Me: 'Wow, they think we have friends.'
B-man: 'We've probably pissed them all off.'
Me: 'If we haven't yet, we will.'
B-man: 'Do you need reading glasses?'
Me: 'Yeah, I have no idea what this contract says. Give me yours.'
B-man: 'Now I can't see squat.'
Me: 'Okay, you use the glasses and tell me where to write.'
Car Guy: 'What is your position at work?'
Me: 'Administrative Director.'
Car Guy: 'Work address?'
Me: 'I have no frigging idea.'
B-man: 'I have it' (he finds the address and turns his phone toward me).
Me: 'Now I can't see - give me the glasses.'
Somehow, we get through the rest of the process in time for me to make a 5:00 meeting. B-man stays behind and takes a tutorial on the navigation system and other new features.
He can tell me everything I need to know later. Just let me find my reading glasses first.
photo from bootsalesounds.blogspot.com
Oh, so funny! It's a major age-related issue I never realised would be such a big deal - this not being able to read business.

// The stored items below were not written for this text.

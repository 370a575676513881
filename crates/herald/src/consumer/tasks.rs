// SPDX-License-Identifier: Apache-2.0 OR MIT
// Copyright (c) 2025-2026 naskel.com

//! Consumer task variants, one enum per scheduler.

use crate::cache::DiscoveredProvider;
use crate::error::Result;
use crate::scheduler::{Responder, SchedulerId, Task, TaskQueue};
use crate::types::{ControlCode, Message, ProviderId, ProviderState, SyncInfo, Topic};
use crate::wire::ProviderAdvert;
use std::sync::Arc;

#[derive(Debug)]
pub enum DiscoveryTask {
    ProviderDiscovered(ProviderAdvert),
    ProviderLost { provider_id: ProviderId },
    /// ALLOW, DENY or TOPIC control message from a provider.
    ProviderChanged {
        provider_id: ProviderId,
        code: ControlCode,
    },
    TopicListReceived {
        provider_id: ProviderId,
        topics: Vec<Topic>,
    },
    QueryTopics {
        provider_id: ProviderId,
        reply: Responder<Result<Vec<Topic>>>,
    },
    Rescan,
}

#[derive(Debug)]
pub enum SubscriptionTask {
    Subscribe { provider_id: ProviderId },
    Unsubscribe { provider_id: ProviderId },
    SendSync { provider_id: ProviderId, sync: SyncInfo },
    PostTopics {
        provider_id: ProviderId,
        topics: Vec<Topic>,
    },
}

/// Inbound traffic on the message and sync resources.
#[derive(Debug)]
pub enum NotificationTask {
    MessageReceived(Message),
    SyncReceived(SyncInfo),
}

#[derive(Debug)]
pub enum CallbackTask {
    ProviderDiscovered(DiscoveredProvider),
    ProviderStateChanged {
        provider_id: ProviderId,
        state: ProviderState,
    },
    MessageReceived(Message),
    SyncReceived(SyncInfo),
}

impl Task for DiscoveryTask {
    fn kind(&self) -> &'static str {
        match self {
            DiscoveryTask::ProviderDiscovered(_) => "ProviderDiscovered",
            DiscoveryTask::ProviderLost { .. } => "ProviderLost",
            DiscoveryTask::ProviderChanged { .. } => "ProviderChanged",
            DiscoveryTask::TopicListReceived { .. } => "TopicListReceived",
            DiscoveryTask::QueryTopics { .. } => "QueryTopics",
            DiscoveryTask::Rescan => "Rescan",
        }
    }
}

impl Task for SubscriptionTask {
    fn kind(&self) -> &'static str {
        match self {
            SubscriptionTask::Subscribe { .. } => "Subscribe",
            SubscriptionTask::Unsubscribe { .. } => "Unsubscribe",
            SubscriptionTask::SendSync { .. } => "SendSync",
            SubscriptionTask::PostTopics { .. } => "PostTopics",
        }
    }
}

impl Task for NotificationTask {
    fn kind(&self) -> &'static str {
        match self {
            NotificationTask::MessageReceived(_) => "MessageReceived",
            NotificationTask::SyncReceived(_) => "SyncReceived",
        }
    }
}

impl Task for CallbackTask {
    fn kind(&self) -> &'static str {
        match self {
            CallbackTask::ProviderDiscovered(_) => "ProviderDiscovered",
            CallbackTask::ProviderStateChanged { .. } => "ProviderStateChanged",
            CallbackTask::MessageReceived(_) => "MessageReceived",
            CallbackTask::SyncReceived(_) => "SyncReceived",
        }
    }
}

/// Producer handles to every consumer queue.
pub(crate) struct Dispatcher {
    pub discovery: Arc<TaskQueue<DiscoveryTask>>,
    pub subscription: Arc<TaskQueue<SubscriptionTask>>,
    pub notification: Arc<TaskQueue<NotificationTask>>,
    pub callback: Arc<TaskQueue<CallbackTask>>,
}

impl Dispatcher {
    pub fn new() -> Self {
        Self {
            discovery: Arc::new(TaskQueue::new(SchedulerId::Discovery)),
            subscription: Arc::new(TaskQueue::new(SchedulerId::Subscription)),
            notification: Arc::new(TaskQueue::new(SchedulerId::Notification)),
            callback: Arc::new(TaskQueue::new(SchedulerId::CallbackResponse)),
        }
    }
}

I have been planning a work trip with my nose pressed to the atlas and NO glasses, because my long sight ones are useless and the only solution is vari-focals, which I am resisting for as long as possible. When a bunch of us go out to eat, one guy can always be relied upon to have remembered his reading glasses, and these get religiously passed around the group till everyone has ordered.
ReplyDeleteNow do you guys always change your car when its warranty expires? Is that perhaps customary in the USA? I have heard that there is a period between the end of the first year or so and around the 8 year mark when cars are statistically relatively unlikely to have major things go wrong with them, subject to mileage considerations, obviously. Early on in the car's life is the other key time for teething problems. I am dimly remembering a project I did on the subject, admittedly in France to do with French cars, but I wonder if the principles may apply?
But many people change their cars every three years as a matter of course - unrelated to warranty concerns - simply because a newer car is nicer to drive. It's horses for courses I guess. Or Fords for Freeways?
Hi Vanessa - Yes, I, too have glasses all over the house. For long vision, medium vision and reading. Thank you for validating my ongoing denial about bifocals!
ReplyDeleteMy car was actually five years old and our warranty was the extended variety. We had been discussing trading our car anyway, so the warranty provided a nifty excuse to do it right away.
Your car research is interesting. All I know is that I never again want to worry if my car will need major repairs that may catch me unaware. Once everything is no longer covered, my peace of mind is diminished.
However, I will wear a bra until it nearly falls apart under my clothing.